Saat jumlah korban tewas terus meningkat, menemukan ruang untuk orang mati di kota yang padat ini menjadi sebuah tantangan.
Tanah di Rorotan dulunya adalah rawa-rawa kosong – keluarga almarhum harus berjalan kaki melewati lumpur, untuk menghormati orang yang mereka cintai.
“Ini kuburan baru… lokasi lain sudah penuh. Kasus Covid kan banyak, jadi harus dibawa ke sini,” kata Darsiman.
“Hujannya deras jadi becek. Sangat menyedihkan melihat pemakaman di sini, bahkan ambulans pun terjebak saat mencoba masuk.”
Penulis nisan Wahyudin mengatakan beban kerjanya meningkat karena pandemi – dan bekerja di pemakaman membutuhkan beban emosional.
“Saya merasa sangat sedih melihat begitu banyak penguburan. Melihat keluarga-keluarga itu menangis, saya memikirkan keluarga saya sendiri,” katanya.
“Sebelum COVID, saya juga membuat nisan tetapi sekarang lebih sibuk. Begitu banyak orang yang meninggal.”
Saat-saat untuk beristirahat sangat langka – sama seperti para pekerja menurunkan peti mati yang dibungkus plastik ke tanah, lebih banyak ambulans tiba, dengan lebih banyak mayat untuk dikubur.
‘India harus menjadi pelajaran kita’
Minggu ini, Indonesia melampaui dua juta kasus terkonfirmasi Covid-19 – dan lebih dari 55.000 kematian terkonfirmasi.
Dr Nadia Siti, Kepala Bidang Penyakit Menular Kementerian Kesehatan, mengatakan kenaikan kasus ini tidak mengejutkan.

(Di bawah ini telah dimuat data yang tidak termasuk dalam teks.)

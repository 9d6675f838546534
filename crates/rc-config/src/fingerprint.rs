//! Configuration fingerprints for reproducible reports.
//!
//! A fingerprint records which knowledge base and policy a run used, so two
//! reports can be compared knowing whether the tables were the same.

use serde::{Deserialize, Serialize};
use sha2::{Digest, Sha256};

use crate::resolve::ConfigPaths;

#[derive(Debug, Clone, PartialEq, Eq, Serialize, Deserialize)]
pub struct ConfigFingerprint {
    pub schema_version: String,

    /// SHA-256 of the compat.json content in effect (embedded or file).
    pub compat_hash: String,

    #[serde(default)]
    pub compat_path: Option<String>,

    pub compat_source: String,

    /// SHA-256 of the policy JSON in effect (serialized built-in when no file).
    pub policy_hash: String,

    #[serde(default)]
    pub policy_path: Option<String>,

    pub policy_source: String,

    /// Combined hash of both (for quick comparison).
    pub combined_hash: String,
}

impl ConfigFingerprint {
    pub fn new(paths: &ConfigPaths, compat_json: &str, policy_json: &str) -> Self {
        let compat_hash = hash_content(compat_json);
        let policy_hash = hash_content(policy_json);
        let combined_hash = hash_content(&format!("{}:{}", compat_hash, policy_hash));

        ConfigFingerprint {
            schema_version: crate::CONFIG_SCHEMA_VERSION.to_string(),
            compat_hash,
            compat_path: paths.compat.as_ref().map(|p| p.display().to_string()),
            compat_source: paths.compat_source.to_string(),
            policy_hash,
            policy_path: paths.policy.as_ref().map(|p| p.display().to_string()),
            policy_source: paths.policy_source.to_string(),
            combined_hash,
        }
    }

    /// Check if this fingerprint matches another (same tables).
    pub fn matches(&self, other: &ConfigFingerprint) -> bool {
        self.combined_hash == other.combined_hash
    }

    /// First 12 chars of the combined hash.
    pub fn short_id(&self) -> &str {
        &self.combined_hash[..12.min(self.combined_hash.len())]
    }
}

/// Hash content with SHA-256 and return hex string.
pub fn hash_content(content: &str) -> String {
    let mut hasher = Sha256::new();
    hasher.update(content.as_bytes());
    hex::encode(hasher.finalize())
}

#[cfg(test)]
mod tests {
    use super::*;

    #[test]
    fn test_hash_content() {
        let hash1 = hash_content("test");
        assert_eq!(hash1, hash_content("test"));
        assert_eq!(hash1.len(), 64);
    }

    #[test]
    fn test_fingerprint_matches_same_content() {
        let paths = ConfigPaths::default();
        let a = ConfigFingerprint::new(&paths, "{}", "{\"x\":1}");
        let b = ConfigFingerprint::new(&paths, "{}", "{\"x\":1}");
        let c = ConfigFingerprint::new(&paths, "{}", "{\"x\":2}");
        assert!(a.matches(&b));
        assert!(!a.matches(&c));
        assert_eq!(a.short_id().len(), 12);
        assert_eq!(a.compat_source, "builtin default");
    }
}
use serde::{Deserialize, Serialize};

use crate::schedule::appointment::Appointment;

#[derive(Debug, Clone, PartialEq, Serialize, Deserialize)]
pub struct User {
    pub id: String,
    pub username: String,
    pub full_name: String,
    pub role: UserRole,
}

#[derive(Debug, Clone, PartialEq, Serialize, Deserialize)]
#[serde(rename_all = "snake_case")]
pub enum UserRole {
    Administrator,
    Worker,
}

#[derive(Debug, Clone, PartialEq, Serialize, Deserialize)]
pub struct Vehicle {
    pub id: String,
    pub name: String,
    pub color: String,
}

pub fn find_user<'a>(users: &'a [User], id: &str) -> Option<&'a User> {
    users.iter().find(|u| u.id == id)
}

pub fn find_vehicle<'a>(vehicles: &'a [Vehicle], id: &str) -> Option<&'a Vehicle> {
    vehicles.iter().find(|v| v.id == id)
}

impl User {
    pub fn is_admin(&self) -> bool {
        self.role == UserRole::Administrator
    }
}

impl Vehicle {
    /// Rewrites the label and color an appointment carries from this vehicle.
    /// Renaming a vehicle does not touch existing appointments on its own; this
    /// is the explicit opt-in join for callers that want current data.
    pub fn refresh_appointment(&self, appointment: &mut Appointment) -> bool {
        if appointment.vehicle_id.as_deref() != Some(self.id.as_str()) {
            return false;
        }
        appointment.equipment = self.name.clone();
        appointment.color = self.color.clone();
        true
    }
}
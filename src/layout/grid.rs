use std::str::FromStr;

use chrono::{Datelike, Days, Months, NaiveDate};
use serde::{Deserialize, Serialize};
use thiserror::Error;

#[derive(Debug, Clone, Copy, PartialEq, Eq, Serialize, Deserialize)]
#[serde(rename_all = "snake_case")]
pub enum ViewKind {
    Day,
    Week,
    Month,
    Year,
}

#[derive(Debug, Clone, PartialEq, Error)]
#[error("Unknown calendar view '{0}'")]
pub struct UnknownView(pub String);

impl FromStr for ViewKind {
    type Err = UnknownView;

    fn from_str(s: &str) -> Result<Self, Self::Err> {
        match s.to_ascii_lowercase().as_str() {
            "day" => Ok(Self::Day),
            "week" => Ok(Self::Week),
            "month" => Ok(Self::Month),
            "year" => Ok(Self::Year),
            _ => Err(UnknownView(s.to_string())),
        }
    }
}

#[derive(Debug, Clone, Copy, PartialEq, Eq)]
pub enum Direction {
    Previous,
    Next,
}

/// Ordered calendar cells for one view. Day, week and month grids are runs of
/// consecutive days; a year grid holds the first day of each month.
#[derive(Debug, Clone, PartialEq)]
pub struct Grid {
    pub kind: ViewKind,
    pub anchor: NaiveDate,
    pub cells: Vec<NaiveDate>,
}

impl Grid {
    /// Cells per rendered row, or `None` when the grid has no day rows.
    pub fn row_width(&self) -> Option<usize> {
        match self.kind {
            ViewKind::Day => Some(1),
            ViewKind::Week | ViewKind::Month => Some(7),
            ViewKind::Year => None,
        }
    }

    pub fn rows(&self) -> Vec<&[NaiveDate]> {
        match self.row_width() {
            Some(width) => self.cells.chunks(width).collect(),
            None => vec![self.cells.as_slice()],
        }
    }

    pub fn first(&self) -> Option<NaiveDate> {
        self.cells.first().copied()
    }

    pub fn last(&self) -> Option<NaiveDate> {
        self.cells.last().copied()
    }

    pub fn contains(&self, date: NaiveDate) -> bool {
        self.index_of(date).is_some()
    }

    pub fn index_of(&self, date: NaiveDate) -> Option<usize> {
        if self.kind == ViewKind::Year {
            return self.cells.iter().position(|c| *c == date);
        }
        let first = self.first()?;
        let offset = (date - first).num_days();
        usize::try_from(offset)
            .ok()
            .filter(|idx| self.cells.get(*idx) == Some(&date))
    }
}

pub fn week_start(date: NaiveDate) -> NaiveDate {
    let days_from_monday = date.weekday().num_days_from_monday() as u64;
    date.checked_sub_days(Days::new(days_from_monday))
        .unwrap_or(date)
}

pub fn week_end(date: NaiveDate) -> NaiveDate {
    let days_to_sunday = 6 - date.weekday().num_days_from_monday() as u64;
    date.checked_add_days(Days::new(days_to_sunday))
        .unwrap_or(date)
}

pub fn first_of_month(date: NaiveDate) -> NaiveDate {
    date.with_day(1).unwrap_or(date)
}

pub fn last_of_month(date: NaiveDate) -> NaiveDate {
    first_of_month(date)
        .checked_add_months(Months::new(1))
        .and_then(|d| d.pred_opt())
        .unwrap_or(date)
}

fn days_between(start: NaiveDate, end: NaiveDate) -> Vec<NaiveDate> {
    start.iter_days().take_while(|d| *d <= end).collect()
}

pub fn grid_for(anchor: NaiveDate, kind: ViewKind) -> Grid {
    let cells = match kind {
        ViewKind::Day => vec![anchor],
        ViewKind::Week => days_between(week_start(anchor), week_end(anchor)),
        ViewKind::Month => days_between(
            week_start(first_of_month(anchor)),
            week_end(last_of_month(anchor)),
        ),
        ViewKind::Year => (1..=12)
            .filter_map(|month| NaiveDate::from_ymd_opt(anchor.year(), month, 1))
            .collect(),
    };

    Grid { kind, anchor, cells }
}

/// Steps the anchor by one unit of the view. Month and year steps clamp to the
/// last valid day of the target month.
pub fn navigate(date: NaiveDate, direction: Direction, kind: ViewKind) -> NaiveDate {
    let stepped = match (kind, direction) {
        (ViewKind::Day, Direction::Previous) => date.checked_sub_days(Days::new(1)),
        (ViewKind::Day, Direction::Next) => date.checked_add_days(Days::new(1)),
        (ViewKind::Week, Direction::Previous) => date.checked_sub_days(Days::new(7)),
        (ViewKind::Week, Direction::Next) => date.checked_add_days(Days::new(7)),
        (ViewKind::Month, Direction::Previous) => date.checked_sub_months(Months::new(1)),
        (ViewKind::Month, Direction::Next) => date.checked_add_months(Months::new(1)),
        (ViewKind::Year, Direction::Previous) => date.checked_sub_months(Months::new(12)),
        (ViewKind::Year, Direction::Next) => date.checked_add_months(Months::new(12)),
    };
    stepped.unwrap_or(date)
}
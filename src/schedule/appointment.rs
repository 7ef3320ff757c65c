use chrono::{NaiveDate, NaiveDateTime, NaiveTime};
use serde::{Deserialize, Serialize};

#[derive(Debug, Clone, PartialEq, Eq, Serialize, Deserialize)]
#[serde(rename_all = "snake_case")]
pub enum ScheduleSlot {
    AllDay(NaiveDate),
    Timed { start: NaiveDateTime, end: NaiveDateTime },
}

impl ScheduleSlot {
    pub fn timed(date: NaiveDate, start: NaiveTime, end: NaiveTime) -> Self {
        Self::Timed {
            start: date.and_time(start),
            end: date.and_time(end),
        }
    }

    /// The calendar day this slot occupies. Multi-day coverage is expressed
    /// through grouping, so a slot never spans more than one day.
    pub fn day(&self) -> NaiveDate {
        match self {
            Self::AllDay(date) => *date,
            Self::Timed { start, .. } => start.date(),
        }
    }

    pub fn is_all_day(&self) -> bool {
        matches!(self, Self::AllDay(_))
    }

    pub fn starts_at(&self) -> NaiveDateTime {
        match self {
            Self::AllDay(date) => date.and_time(NaiveTime::MIN),
            Self::Timed { start, .. } => *start,
        }
    }
}

#[derive(Debug, Clone, PartialEq, Serialize, Deserialize)]
pub struct Appointment {
    pub id: String,
    #[serde(default)]
    pub title: String,
    #[serde(default)]
    pub location: String,
    #[serde(default)]
    pub address: String,
    #[serde(default)]
    pub customer_name: String,
    #[serde(default)]
    pub notes: String,
    #[serde(default)]
    pub workers: Vec<String>,
    #[serde(default)]
    pub vehicle_id: Option<String>,
    #[serde(default)]
    pub equipment: String,
    pub slot: ScheduleSlot,
    #[serde(default)]
    pub color: String,
    #[serde(default)]
    pub multi_day_group_id: Option<String>,
    #[serde(default)]
    pub is_first_day: bool,
    #[serde(default)]
    pub is_last_day: bool,
    #[serde(default)]
    pub job_group_id: Option<String>,
}

/// An appointment that has not been persisted yet; the store assigns the id.
#[derive(Debug, Clone, PartialEq, Serialize, Deserialize)]
pub struct AppointmentDraft {
    pub title: String,
    pub location: String,
    pub address: String,
    pub customer_name: String,
    pub notes: String,
    pub workers: Vec<String>,
    pub vehicle_id: Option<String>,
    pub equipment: String,
    pub slot: ScheduleSlot,
    pub color: String,
    pub multi_day_group_id: Option<String>,
    pub is_first_day: bool,
    pub is_last_day: bool,
    pub job_group_id: Option<String>,
}

impl AppointmentDraft {
    pub fn into_appointment(self, id: String) -> Appointment {
        Appointment {
            id,
            title: self.title,
            location: self.location,
            address: self.address,
            customer_name: self.customer_name,
            notes: self.notes,
            workers: self.workers,
            vehicle_id: self.vehicle_id,
            equipment: self.equipment,
            slot: self.slot,
            color: self.color,
            multi_day_group_id: self.multi_day_group_id,
            is_first_day: self.is_first_day,
            is_last_day: self.is_last_day,
            job_group_id: self.job_group_id,
        }
    }
}

#[derive(Debug, Clone, PartialEq)]
pub enum DeletionScope {
    Job(String),
    MultiDay(String),
    Single(String),
}

impl DeletionScope {
    pub fn targets(&self, all: &[Appointment]) -> Vec<String> {
        match self {
            Self::Job(job_id) => all
                .iter()
                .filter(|a| a.job_group_id.as_deref() == Some(job_id.as_str()))
                .map(|a| a.id.clone())
                .collect(),
            Self::MultiDay(group_id) => all
                .iter()
                .filter(|a| a.multi_day_group_id.as_deref() == Some(group_id.as_str()))
                .map(|a| a.id.clone())
                .collect(),
            Self::Single(id) => vec![id.clone()],
        }
    }
}

impl Appointment {
    pub fn day(&self) -> NaiveDate {
        self.slot.day()
    }

    pub fn is_all_day(&self) -> bool {
        self.slot.is_all_day()
    }

    pub fn is_multi_day(&self) -> bool {
        self.multi_day_group_id.is_some()
    }

    /// Vehicle name when one is set, otherwise the title.
    pub fn label(&self) -> &str {
        if self.equipment.is_empty() {
            &self.title
        } else {
            &self.equipment
        }
    }

    /// Deleting an appointment removes the whole job it was scheduled with,
    /// or failing that its multi-day run.
    pub fn deletion_scope(&self) -> DeletionScope {
        if let Some(job_id) = &self.job_group_id {
            DeletionScope::Job(job_id.clone())
        } else if let Some(group_id) = &self.multi_day_group_id {
            DeletionScope::MultiDay(group_id.clone())
        } else {
            DeletionScope::Single(self.id.clone())
        }
    }

    pub fn deletion_targets(&self, all: &[Appointment]) -> Vec<String> {
        self.deletion_scope().targets(all)
    }

    pub fn job_siblings<'a>(&self, all: &'a [Appointment]) -> Vec<&'a Appointment> {
        match &self.job_group_id {
            Some(job_id) => all
                .iter()
                .filter(|a| a.job_group_id.as_ref() == Some(job_id))
                .collect(),
            None => all.iter().filter(|a| a.id == self.id).collect(),
        }
    }
}


#[cfg(test)]
mod tests {
    use super::fixtures::{appointment, date, multi_day};
    use super::*;

    #[test]
    fn timed_slot_occupies_its_start_day() {
        let slot = ScheduleSlot::timed(
            date(2024, 3, 1),
            NaiveTime::from_hms_opt(8, 0, 0).unwrap(),
            NaiveTime::from_hms_opt(16, 0, 0).unwrap(),
        );

        assert_eq!(slot.day(), date(2024, 3, 1));
        assert!(!slot.is_all_day());
    }

    #[test]
    fn all_day_slot_starts_at_midnight() {
        let slot = ScheduleSlot::AllDay(date(2024, 3, 1));
        assert_eq!(slot.starts_at(), date(2024, 3, 1).and_hms_opt(0, 0, 0).unwrap());
    }

    #[test]
    fn label_falls_back_to_title_without_vehicle() {
        let mut apt = appointment("a1", date(2024, 3, 1));
        assert_eq!(apt.label(), "Truck 1");

        apt.equipment.clear();
        assert_eq!(apt.label(), "Job a1");
    }

    #[test]
    fn deleting_job_member_removes_whole_job() {
        let mut all = multi_day("g1", date(2024, 3, 1), 2);
        all.extend(multi_day("g2", date(2024, 3, 1), 2));
        all.push(appointment("lonely", date(2024, 3, 4)));
        for apt in all.iter_mut().take(4) {
            apt.job_group_id = Some("job-1".to_string());
        }

        let targets = all[0].deletion_targets(&all);

        assert_eq!(targets, vec!["g1-0", "g1-1", "g2-0", "g2-1"]);
    }

    #[test]
    fn deleting_ungrouped_by_job_removes_multi_day_run() {
        let mut all = multi_day("g1", date(2024, 3, 1), 3);
        all.extend(multi_day("g2", date(2024, 3, 1), 2));

        let targets = all[1].deletion_targets(&all);

        assert_eq!(targets, vec!["g1-0", "g1-1", "g1-2"]);
    }

    #[test]
    fn deleting_single_appointment_removes_only_itself() {
        let all = vec![appointment("a1", date(2024, 3, 1)), appointment("a2", date(2024, 3, 1))];
        assert_eq!(all[1].deletion_scope(), DeletionScope::Single("a2".to_string()));
        assert_eq!(all[1].deletion_targets(&all), vec!["a2"]);
    }

    #[test]
    fn job_siblings_without_job_is_just_self() {
        let all = vec![appointment("a1", date(2024, 3, 1)), appointment("a2", date(2024, 3, 1))];
        let siblings = all[0].job_siblings(&all);
        assert_eq!(siblings.len(), 1);
        assert_eq!(siblings[0].id, "a1");
    }

    #[test]
    fn appointment_json_defaults_missing_text_fields() {
        let json = r#"{"id":"a1","slot":{"all_day":"2024-03-01"}}"#;
        let apt: Appointment = serde_json::from_str(json).unwrap();

        assert_eq!(apt.title, "");
        assert!(apt.workers.is_empty());
        assert!(!apt.is_first_day);
        assert_eq!(apt.day(), date(2024, 3, 1));
    }
}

“Kita tahu jika ada hari libur atau acara, maka semakin banyak orang yang pindah dan bepergian dari kota lain,” katanya.
“Pemerintah memiliki pembatasan mudik, yang merupakan tradisi umat Islam untuk mengunjungi kampung halaman mereka [saat Idul Fitri]. Namun, ada empat hingga enam juta orang yang bepergian.”
Situasi di Kudus dan ibu kota menjadi perhatian khusus Kementerian Kesehatan, di mana tingkat okupasi tempat tidur tinggi dan pekerja rumah sakit sudah kewalahan menghadapi krisis.
“Di Jakarta, tingkat okupasi tempat tidur hampir 80 hingga 90 persen. Kami menginstruksikan rumah sakit untuk mengubah tempat tidur mereka menjadi layanan COVID-19, sehingga dapat tersedia untuk pasien, ”katanya.
“Strategi terakhir adalah mendirikan rumah sakit lapangan dengan koordinasi TNI atau Polri.”
Jauh sebelum pandemi, Indonesia kekurangan tenaga profesional medis – dan ada kekhawatiran tentang bagaimana sistem perawatan kesehatannya yang diperluas akan mengatasi ketika infeksi diperkirakan akan mencapai puncaknya pada bulan Juli.
“Dengan dokter, paramedis, dan perawat yang ada, mungkin tidak cukup. Kami mungkin membutuhkan dokter berpengalaman untuk mengawasi lima atau 10 orang baru, yang tidak memiliki pengalaman dalam merawat pasien, ”kata Dr Nadia.
“Kami berharap kami tidak akan menghadapi situasi yang sama seperti India. Apa yang terjadi di India harus menjadi pelajaran kita.”